Two further books were based on field work with workers: No-Collar: The Humane Workplace and Its Hidden Costs, about employees in Internet companies during the New Economy boom and bust, and Fast Boat to China: Corporate Flight and the Consequences of Free Trade, about skilled Chinese employees of foreign firms in Shanghai and other Yangtze Delta cities. The latter book, written on the ground in China, is a frank alternative to Thomas Friedman's pro-outsourcing views on corporate globalization. In 2009, Ross published Nice Work if You Can Get it: Life and Labor in Precarious Times, an analysis of changing patterns in the nature of creative work and contingent employment. In several of his books, Ross has pioneered a method he calls Scholarly Reporting, which is a blend of ethnography and investigative journalism.
In Richard Posner's 2003 study, Public Intellectuals: A Study of Decline,[2] Ross was ranked among the top 100 public intellectuals in the U.S. From 1986 to 2000, Ross served on the editorial collective of Duke University's Social Text journal, which has published some of the most influential essays in social and cultural analysis. In 1996 he was one of the journal's editors who published a paper by Alan Sokal professing to show connections between physics and post-modern theory, and which was later revealed by Sokal to be a hoax meant to expose the low academic standards of "post-modernism" (see Sokal affair).

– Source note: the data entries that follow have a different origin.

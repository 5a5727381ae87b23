//! Terminal browser for the charts of a network.
//!
//! Feature-gated behind `tui`. Launch with the `tui` subcommand.

mod controls;
mod layout;
/// Loaded network and browser state.
pub mod runtime;
mod style;

use std::io;

use crossterm::event::{self, Event};
use crossterm::execute;
use crossterm::terminal::{
    EnterAlternateScreen, LeaveAlternateScreen, disable_raw_mode, enable_raw_mode,
};
use ratatui::Terminal;
use ratatui::backend::CrosstermBackend;

use runtime::App;

/// Runs the browser until the user quits.
///
/// Sets up the terminal (raw mode, alternate screen), runs the event loop,
/// and restores the terminal on exit, including when the loop fails.
///
/// # Errors
///
/// Returns an `io::Error` if the terminal cannot be set up or drawn.
pub fn run(mut app: App) -> io::Result<()> {
    enable_raw_mode()?;

    let mut stdout = io::stdout();
    if let Err(e) = execute!(stdout, EnterAlternateScreen) {
        let _ = disable_raw_mode();
        return Err(e);
    }

    let backend = CrosstermBackend::new(stdout);
    let mut terminal = match Terminal::new(backend) {
        Ok(t) => t,
        Err(e) => {
            let _ = disable_raw_mode();
            return Err(e);
        }
    };

    let result = event_loop(&mut terminal, &mut app);

    // Restore the terminal whatever the loop returned.
    let _ = disable_raw_mode();
    let _ = execute!(terminal.backend_mut(), LeaveAlternateScreen);
    let _ = terminal.show_cursor();

    result
}

/// Draws, then blocks on the next key.
fn event_loop(
    terminal: &mut Terminal<CrosstermBackend<io::Stdout>>,
    app: &mut App,
) -> io::Result<()> {
    loop {
        terminal.draw(|frame| layout::render(frame, app))?;

        if app.quit {
            return Ok(());
        }

        if let Event::Key(key) = event::read()? {
            controls::handle_key(app, key);
        }
    }
}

He has been active in the academic labor movement since the late 1990s, both in the national AAUP, and at NYU as a vocal supporter of the graduate student union, and as a founding member of Faculty Democracy. In 2007, his co-edited volume, The University Against Itself, documented and analyzed the long strike at NYU in 2005 by GSOC-UAW (The Graduate Student Organizing Committee).

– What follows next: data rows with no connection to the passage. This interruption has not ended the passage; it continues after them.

//! Node kinds of the single-line diagram and their device parameters.

use std::fmt;

use crate::curves::{Curve, Fuse, Thermal, conductor_curve};

/// Default material/insulation constant for copper with PVC insulation.
pub const DEFAULT_CONDUCTOR_K: f64 = 115.0;

/// Default maximum relative voltage drop of a load feeder.
pub const DEFAULT_MAX_VOLTAGE_DROP: f64 = 0.05;

/// Handle of a node inside a [`super::Network`] arena.
#[derive(Debug, Clone, Copy, PartialEq, Eq, Hash, PartialOrd, Ord)]
pub struct NodeId(pub(crate) usize);

impl NodeId {
    /// Position of the node in its arena.
    pub fn index(self) -> usize {
        self.0
    }
}

impl fmt::Display for NodeId {
    fn fmt(&self, f: &mut fmt::Formatter<'_>) -> fmt::Result {
        write!(f, "#{}", self.0)
    }
}

/// How many children a node kind may own.
#[derive(Debug, Clone, Copy, PartialEq, Eq)]
pub enum Cardinality {
    /// No children (loads).
    Leaf,
    /// Exactly one child slot (source, protection, conductor).
    Single,
    /// Any number of children (buses).
    Many,
}

impl Cardinality {
    /// Maximum child count, `None` when unbounded.
    pub fn limit(self) -> Option<usize> {
        match self {
            Self::Leaf => Some(0),
            Self::Single => Some(1),
            Self::Many => None,
        }
    }
}

/// Busbar where the network branches.
#[derive(Debug, Clone, PartialEq, Default)]
pub struct Bus {
    /// Prospective short-circuit current at the bus (A).
    pub short_circuit_a: f64,
}

/// Protective device: a fuse, a breaker, or both in series.
#[derive(Debug, Clone, PartialEq, Default)]
pub struct Protection {
    /// Optional fuse.
    pub fuse: Option<Fuse>,
    /// Optional breaker trip unit.
    pub thermal: Option<Thermal>,
}

/// Cable run between a protection and the next bus or load.
#[derive(Debug, Clone, PartialEq)]
pub struct Conductor {
    /// Cross-section `S` (mm²).
    pub section_mm2: f64,
    /// Continuous ampacity `I_adm` (A).
    pub admissible_a: f64,
    /// Rated (design) current `I_n` carried by the run (A).
    pub rated_a: f64,
    /// Material/insulation constant `K`.
    pub k: f64,
}

impl Conductor {
    /// Creates a conductor with the default `K`.
    pub fn new(section_mm2: f64, admissible_a: f64, rated_a: f64) -> Self {
        Self {
            section_mm2,
            admissible_a,
            rated_a,
            k: DEFAULT_CONDUCTOR_K,
        }
    }

    /// Replaces the material constant.
    pub fn with_k(mut self, k: f64) -> Self {
        self.k = k;
        self
    }

    /// Withstand curve floored at the continuous ampacity.
    pub fn ampacity_curve(&self) -> Curve {
        conductor_curve(self.section_mm2, self.admissible_a, self.k)
    }
}

/// Terminal consumer.
#[derive(Debug, Clone, PartialEq)]
pub struct Load {
    /// Rated current (A).
    pub rated_a: f64,
    /// Active power (W).
    pub power_w: f64,
    /// Power factor `cos φ`.
    pub power_factor: f64,
    /// Maximum relative voltage drop.
    pub max_voltage_drop: f64,
}

impl Load {
    /// Creates a load drawing `rated_a` with unknown power at unity power factor.
    pub fn new(rated_a: f64) -> Self {
        Self {
            rated_a,
            power_w: 0.0,
            power_factor: 1.0,
            max_voltage_drop: DEFAULT_MAX_VOLTAGE_DROP,
        }
    }
}

/// The five kinds of node in the diagram.
#[derive(Debug, Clone, PartialEq)]
pub enum NodeKind {
    /// Network source; the tree root.
    Source,
    /// Busbar.
    Bus(Bus),
    /// Protective device.
    Protection(Protection),
    /// Cable run.
    Conductor(Conductor),
    /// Terminal load.
    Load(Load),
}

impl NodeKind {
    /// Child-count rule of this kind.
    pub fn cardinality(&self) -> Cardinality {
        match self {
            Self::Bus(_) => Cardinality::Many,
            Self::Load(_) => Cardinality::Leaf,
            Self::Source | Self::Protection(_) | Self::Conductor(_) => Cardinality::Single,
        }
    }

    /// Lower-case kind name for messages.
    pub fn label(&self) -> &'static str {
        match self {
            Self::Source => "source",
            Self::Bus(_) => "bus",
            Self::Protection(_) => "protection",
            Self::Conductor(_) => "conductor",
            Self::Load(_) => "load",
        }
    }

    /// Buses and loads are the items a chart can be drawn for.
    pub fn is_item(&self) -> bool {
        matches!(self, Self::Bus(_) | Self::Load(_))
    }

    pub fn as_conductor(&self) -> Option<&Conductor> {
        match self {
            Self::Conductor(c) => Some(c),
            _ => None,
        }
    }

    pub fn as_protection(&self) -> Option<&Protection> {
        match self {
            Self::Protection(p) => Some(p),
            _ => None,
        }
    }
}

/// One node of the arena.
#[derive(Debug, Clone, PartialEq)]
pub struct Node {
    pub(crate) name: String,
    pub(crate) kind: NodeKind,
    pub(crate) parent: Option<NodeId>,
    pub(crate) children: Vec<NodeId>,
}

impl Node {
    pub(crate) fn new(name: String, kind: NodeKind) -> Self {
        Self {
            name,
            kind,
            parent: None,
            children: Vec::new(),
        }
    }

    /// Human identifier.
    pub fn name(&self) -> &str {
        &self.name
    }

    /// Kind and device parameters.
    pub fn kind(&self) -> &NodeKind {
        &self.kind
    }

    /// Upstream node, `None` for the root or a detached node.
    pub fn parent(&self) -> Option<NodeId> {
        self.parent
    }

    /// Downstream nodes in attachment order.
    pub fn children(&self) -> &[NodeId] {
        &self.children
    }
}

His most recent book Bird on Fire: Lessons from the World's Least Sustainable City, draws on his fieldwork in Phoenix, Arizona. Focusing on areas such as water supply, metropolitan growth, renewable energy, downtown revitalization, immigration policy, and patterns of pollution, the book argues that urban managers have to base policy on combating environmental injustices in order to avoid replicating the condition of "eco-apartheid" that prevails in Phoenix and other major urban areas.